START Available data

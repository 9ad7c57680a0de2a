//! Shutdown coordination for the host.

use std::fmt;
use std::sync::Arc;
use std::time::Duration;

use tokio::sync::watch;
use tokio::time::Instant;

use crate::observability::metrics;
use crate::service::{ManagedService, ServiceError};

/// What started the shutdown.
#[derive(Debug, Clone, PartialEq, Eq)]
pub enum ShutdownReason {
    /// An OS termination signal, by name.
    Signal(&'static str),
    /// The managed service reported a runtime fault.
    ServiceFault,
    /// Programmatic request.
    Requested,
}

impl fmt::Display for ShutdownReason {
    fn fmt(&self, f: &mut fmt::Formatter<'_>) -> fmt::Result {
        match self {
            ShutdownReason::Signal(name) => write!(f, "signal {name}"),
            ShutdownReason::ServiceFault => f.write_str("service fault"),
            ShutdownReason::Requested => f.write_str("requested"),
        }
    }
}

/// Coordinator for graceful shutdown.
///
/// The first trigger wins; later triggers are ignored. Listeners created after
/// the trigger still observe it.
#[derive(Debug, Clone)]
pub struct Shutdown {
    tx: Arc<watch::Sender<Option<ShutdownReason>>>,
}

impl Shutdown {
    pub fn new() -> Self {
        let (tx, _) = watch::channel(None);
        Self { tx: Arc::new(tx) }
    }

    pub fn subscribe(&self) -> ShutdownListener {
        ShutdownListener {
            rx: self.tx.subscribe(),
        }
    }

    /// Trigger the shutdown. Returns `true` only for the first trigger.
    pub fn trigger(&self, reason: ShutdownReason) -> bool {
        self.tx.send_if_modified(|current| {
            if current.is_some() {
                return false;
            }
            *current = Some(reason);
            true
        })
    }

    pub fn reason(&self) -> Option<ShutdownReason> {
        self.tx.borrow().clone()
    }

    pub fn is_triggered(&self) -> bool {
        self.tx.borrow().is_some()
    }

    /// Number of live listeners.
    pub fn receiver_count(&self) -> usize {
        self.tx.receiver_count()
    }
}

impl Default for Shutdown {
    fn default() -> Self {
        Self::new()
    }
}

pub struct ShutdownListener {
    rx: watch::Receiver<Option<ShutdownReason>>,
}

impl ShutdownListener {
    /// Wait for the shutdown trigger.
    pub async fn recv(&mut self) -> ShutdownReason {
        let result = self
            .rx
            .wait_for(Option::is_some)
            .await
            .map(|reason| (*reason).clone().unwrap_or(ShutdownReason::Requested));
        match result {
            Ok(reason) => reason,
            // Every coordinator is gone, nobody can trigger anymore.
            Err(_) => std::future::pending().await,
        }
    }
}

/// How the bounded stop ended.
#[derive(Debug)]
pub enum ShutdownOutcome {
    /// `stop` returned `Ok` within the timeout.
    Graceful { elapsed: Duration },
    /// `stop` returned an error within the timeout.
    Failed { elapsed: Duration, error: ServiceError },
    /// `stop` overran the timeout and the service was aborted.
    Forced { timeout: Duration },
}

impl ShutdownOutcome {
    pub fn is_forced(&self) -> bool {
        matches!(self, ShutdownOutcome::Forced { .. })
    }
}

/// Deadline handed to `stop` when `started + timeout` is not representable.
const FAR_FUTURE: Duration = Duration::from_secs(86_400 * 365 * 30);

/// Stop `service`, never waiting longer than `timeout`.
pub async fn stop_service(service: &mut dyn ManagedService, timeout: Duration) -> ShutdownOutcome {
    let started = Instant::now();
    let deadline = started
        .checked_add(timeout)
        .unwrap_or_else(|| started + FAR_FUTURE);

    let result = tokio::time::timeout(timeout, service.stop(deadline)).await;
    let outcome = match result {
        Ok(Ok(())) => ShutdownOutcome::Graceful {
            elapsed: started.elapsed(),
        },
        Ok(Err(error)) => {
            tracing::error!(service = %service.name(), error = %error, "Service stop failed");
            ShutdownOutcome::Failed {
                elapsed: started.elapsed(),
                error,
            }
        }
        Err(_) => {
            tracing::warn!(
                service = %service.name(),
                timeout_secs = timeout.as_secs_f64(),
                "Service did not stop within the shutdown timeout, forcing termination"
            );
            service.abort();
            metrics::record_forced_shutdown();
            ShutdownOutcome::Forced { timeout }
        }
    };

    metrics::record_shutdown_duration(started.elapsed());
    outcome
}
//! Identity Cache
//!
//! Dual-index cache of live user records.
//!
//! ```text
//!   get_by_id(uuid) ──────────────────────┐
//!                                         ▼
//!   ┌──────────────────────┐      ┌──────────────────────┐
//!   │ alias index          │      │ primary index        │
//!   │ name ──► uuid        │─────►│ uuid ──► Arc<User>   │
//!   └──────────────────────┘      └──────────────────────┘
//!         ▲                                 │
//!   get_by_name(name)          expiry listener removes the alias
//! ```
//!
//! Both indices expire on their own clocks. Expiry of a primary entry removes
//! its alias; expiry of an alias leaves the primary entry alone, so a name
//! lookup can miss while an id lookup for the same user still hits.
//!
//! Alias removals triggered by the primary index only drop an alias that
//! still points at the same uuid. A name taken over by another user is never
//! removed on behalf of the previous holder.
//!
//! Writes to the two indices are not atomic with respect to each other. Two
//! concurrent `put`s of the same uuid under different names can each write
//! their alias after the other dropped the previous one, leaving two names
//! resolving to one uuid. The stale alias lives until it idles out or the
//! record is removed. Callers that rename a user serialize writes per uuid.

use std::sync::atomic::{AtomicU64, Ordering};
use std::sync::Arc;
use std::time::Duration;

use serde::{Deserialize, Serialize};
use tokio::task::JoinHandle;
use tokio::time::MissedTickBehavior;
use tracing::{debug, trace};
use uuid::Uuid;

use super::expiring::{ExpirationPolicy, ExpiringMap};
use crate::config::duration_str;
use crate::domain::User;
use crate::error::{Error, Result};

/// Lower bound for a non-zero sweep interval
const MIN_SWEEP_INTERVAL: Duration = Duration::from_secs(1);

// =============================================================================
// Configuration
// =============================================================================

/// Identity cache configuration
#[derive(Debug, Clone, Copy, PartialEq, Eq, Serialize, Deserialize)]
#[serde(default)]
pub struct IdentityCacheConfig {
    /// Maximum lifetime of an entry since it was written
    #[serde(with = "duration_str")]
    pub expire_after_write: Duration,
    /// Maximum idle time of an entry since it was last read or written
    #[serde(with = "duration_str")]
    pub expire_after_access: Duration,
    /// Period of the background sweep; zero disables the sweeper
    #[serde(with = "duration_str")]
    pub sweep_interval: Duration,
}

impl Default for IdentityCacheConfig {
    fn default() -> Self {
        Self {
            expire_after_write: Duration::from_secs(12 * 3600),
            expire_after_access: Duration::from_secs(2 * 3600),
            sweep_interval: Duration::from_secs(60),
        }
    }
}

impl IdentityCacheConfig {
    pub fn validate(&self) -> Result<()> {
        if !self.sweep_interval.is_zero() && self.sweep_interval < MIN_SWEEP_INTERVAL {
            return Err(Error::Config(format!(
                "identity.sweep_interval must be 0 or at least {:?}, got {:?}",
                MIN_SWEEP_INTERVAL, self.sweep_interval
            )));
        }
        Ok(())
    }

    fn policy(&self) -> ExpirationPolicy {
        ExpirationPolicy::new(self.expire_after_write, self.expire_after_access)
    }
}

// =============================================================================
// Identity Cache
// =============================================================================

/// Thread-safe cache of users by uuid and by display name
pub struct IdentityCache {
    /// Primary index
    by_uuid: ExpiringMap<Uuid, Arc<User>>,
    /// Alias index
    by_name: Arc<ExpiringMap<String, Uuid>>,
    config: IdentityCacheConfig,
    hits: AtomicU64,
    misses: AtomicU64,
}

impl IdentityCache {
    /// Create a cache with default configuration
    pub fn new() -> Self {
        Self::with_config(IdentityCacheConfig::default())
    }

    /// Create a cache with custom configuration
    pub fn with_config(config: IdentityCacheConfig) -> Self {
        let policy = config.policy();
        let by_name = Arc::new(ExpiringMap::new(policy));

        let aliases = Arc::clone(&by_name);
        let by_uuid = ExpiringMap::with_expiry_listener(policy, move |uuid: &Uuid, user: &Arc<User>| {
            let name = user.name();
            if aliases.remove_if(name.as_str(), |id| id == uuid).is_some() {
                trace!(%uuid, %name, "Dropped alias of expired user");
            }
        });

        Self {
            by_uuid,
            by_name,
            config,
            hits: AtomicU64::new(0),
            misses: AtomicU64::new(0),
        }
    }

    pub fn config(&self) -> &IdentityCacheConfig {
        &self.config
    }

    // =========================================================================
    // Writes
    // =========================================================================

    /// Insert or replace the record for `user.uuid()` and (re)write its alias.
    ///
    /// When the replaced record carried a different name, that alias is
    /// dropped before the new one is written.
    pub fn put(&self, user: Arc<User>) {
        let uuid = user.uuid();
        let name = user.name();

        if let Some(previous) = self.by_uuid.insert(uuid, Arc::clone(&user)) {
            let previous_name = previous.name();
            if previous_name != name {
                self.by_name.remove_if(previous_name.as_str(), |id| *id == uuid);
                debug!(%uuid, from = %previous_name, to = %name, "Replaced user alias");
            }
        }

        self.by_name.insert(name, uuid);
    }

    /// Remove a user and its alias
    pub fn remove(&self, user: &User) -> Option<Arc<User>> {
        self.remove_by_id(user.uuid())
    }

    /// Remove the record for `uuid` and the alias of the record that was cached.
    pub fn remove_by_id(&self, uuid: Uuid) -> Option<Arc<User>> {
        let removed = self.by_uuid.remove(&uuid)?;
        self.by_name.remove_if(removed.name().as_str(), |id| *id == uuid);
        Some(removed)
    }

    /// Remove a user by display name.
    ///
    /// A resolvable name removes both entries; a dangling alias is removed
    /// on its own.
    pub fn remove_by_name(&self, name: &str) -> Option<Arc<User>> {
        match self.by_name.peek(name) {
            Some(uuid) => {
                let removed = self.remove_by_id(uuid);
                // the cached record may carry a newer name than this alias
                self.by_name.remove_if(name, |id| *id == uuid);
                removed
            }
            None => {
                self.by_name.remove(name);
                None
            }
        }
    }

    /// Retarget the alias of a record renamed in place from `old_name`.
    ///
    /// No-op when `old_name` is the current name.
    pub fn rename_alias(&self, user: &Arc<User>, old_name: &str) {
        let uuid = user.uuid();
        let name = user.name();
        if name == old_name {
            return;
        }

        self.by_name.remove_if(old_name, |id| *id == uuid);
        self.by_name.insert(name.clone(), uuid);
        self.by_uuid.insert(uuid, Arc::clone(user));
        debug!(%uuid, from = %old_name, to = %name, "Renamed user alias");
    }

    /// Cache a record loaded from the store, keeping any live record.
    ///
    /// When `uuid` is already cached (for example after its alias idled out),
    /// the cached record wins and only its alias is rewritten. Returns the
    /// record that ends up cached.
    pub fn put_loaded(&self, loaded: Arc<User>) -> Arc<User> {
        let user = self.by_uuid.get(&loaded.uuid()).unwrap_or(loaded);
        self.put(Arc::clone(&user));
        user
    }

    /// Evict everything from both indices
    pub fn clear(&self) {
        self.by_uuid.clear();
        self.by_name.clear();
    }

    // =========================================================================
    // Reads
    // =========================================================================

    /// Look up a cached user by uuid
    pub fn get_by_id(&self, uuid: Uuid) -> Option<Arc<User>> {
        let found = self.by_uuid.get(&uuid);
        self.record(found.is_some());
        found
    }

    /// Look up a cached user by display name.
    ///
    /// An alias whose primary entry is gone is a miss.
    pub fn get_by_name(&self, name: &str) -> Option<Arc<User>> {
        let found = self
            .by_name
            .get(name)
            .and_then(|uuid| self.by_uuid.get(&uuid));
        self.record(found.is_some());
        found
    }

    /// Apply `action` to a point-in-time copy of every cached user
    pub fn for_each<F>(&self, mut action: F)
    where
        F: FnMut(&Arc<User>),
    {
        for user in self.snapshot() {
            action(&user);
        }
    }

    /// Copy of every live cached user
    pub fn snapshot(&self) -> Vec<Arc<User>> {
        self.by_uuid.values()
    }

    /// Number of stored records, including dead ones not yet swept
    pub fn len(&self) -> usize {
        self.by_uuid.len()
    }

    pub fn is_empty(&self) -> bool {
        self.by_uuid.is_empty()
    }

    fn record(&self, hit: bool) {
        if hit {
            self.hits.fetch_add(1, Ordering::Relaxed);
        } else {
            self.misses.fetch_add(1, Ordering::Relaxed);
        }
    }

    // =========================================================================
    // Maintenance
    // =========================================================================

    /// Evict dead entries from both indices, returning how many went.
    ///
    /// The primary index goes first so its cascades land before the alias sweep.
    pub fn purge_expired(&self) -> usize {
        self.by_uuid.purge_expired() + self.by_name.purge_expired()
    }

    /// Run `purge_expired` every `sweep_interval` until the cache is dropped.
    ///
    /// Returns `None` when the sweep interval is zero.
    pub fn spawn_sweeper(self: &Arc<Self>) -> Option<JoinHandle<()>> {
        let period = self.config.sweep_interval;
        if period.is_zero() {
            return None;
        }
        let period = period.max(MIN_SWEEP_INTERVAL);
        let weak = Arc::downgrade(self);

        Some(tokio::spawn(async move {
            let mut ticker = tokio::time::interval(period);
            ticker.set_missed_tick_behavior(MissedTickBehavior::Delay);
            // first tick completes immediately
            ticker.tick().await;

            loop {
                ticker.tick().await;
                let Some(cache) = weak.upgrade() else {
                    debug!("Identity cache dropped, stopping sweeper");
                    break;
                };

                let purged = cache.purge_expired();
                if purged > 0 {
                    debug!(purged, remaining = cache.len(), "Swept identity cache");
                }
            }
        }))
    }

    // =========================================================================
    // Statistics
    // =========================================================================

    pub fn hits(&self) -> u64 {
        self.hits.load(Ordering::Relaxed)
    }

    pub fn misses(&self) -> u64 {
        self.misses.load(Ordering::Relaxed)
    }

    /// Hit ratio (0.0 - 1.0)
    pub fn hit_ratio(&self) -> f64 {
        let hits = self.hits() as f64;
        let total = hits + self.misses() as f64;
        if total == 0.0 {
            0.0
        } else {
            hits / total
        }
    }

    pub fn stats(&self) -> IdentityCacheStats {
        IdentityCacheStats {
            entries: self.by_uuid.len(),
            aliases: self.by_name.len(),
            hits: self.hits(),
            misses: self.misses(),
            hit_ratio: self.hit_ratio(),
            expirations: self.by_uuid.expirations() + self.by_name.expirations(),
        }
    }
}

impl Default for IdentityCache {
    fn default() -> Self {
        Self::new()
    }
}

impl std::fmt::Debug for IdentityCache {
    fn fmt(&self, f: &mut std::fmt::Formatter<'_>) -> std::fmt::Result {
        f.debug_struct("IdentityCache")
            .field("config", &self.config)
            .field("stats", &self.stats())
            .finish()
    }
}

/// Identity cache statistics
#[derive(Debug, Clone, PartialEq, Serialize)]
pub struct IdentityCacheStats {
    /// Stored primary entries
    pub entries: usize,
    /// Stored alias entries
    pub aliases: usize,
    pub hits: u64,
    pub misses: u64,
    /// Hit ratio (0.0 - 1.0)
    pub hit_ratio: f64,
    /// Entries evicted by time across both indices
    pub expirations: u64,
}

// =============================================================================
// Tests
// =============================================================================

END Available data

Your assignment →
Show the lines of the material that contain the word "await".

Worked solution →
            .await
            Err(_) => std::future::pending().await,
    let result = tokio::time::timeout(timeout, service.stop(deadline)).await;
            ticker.tick().await;
                ticker.tick().await;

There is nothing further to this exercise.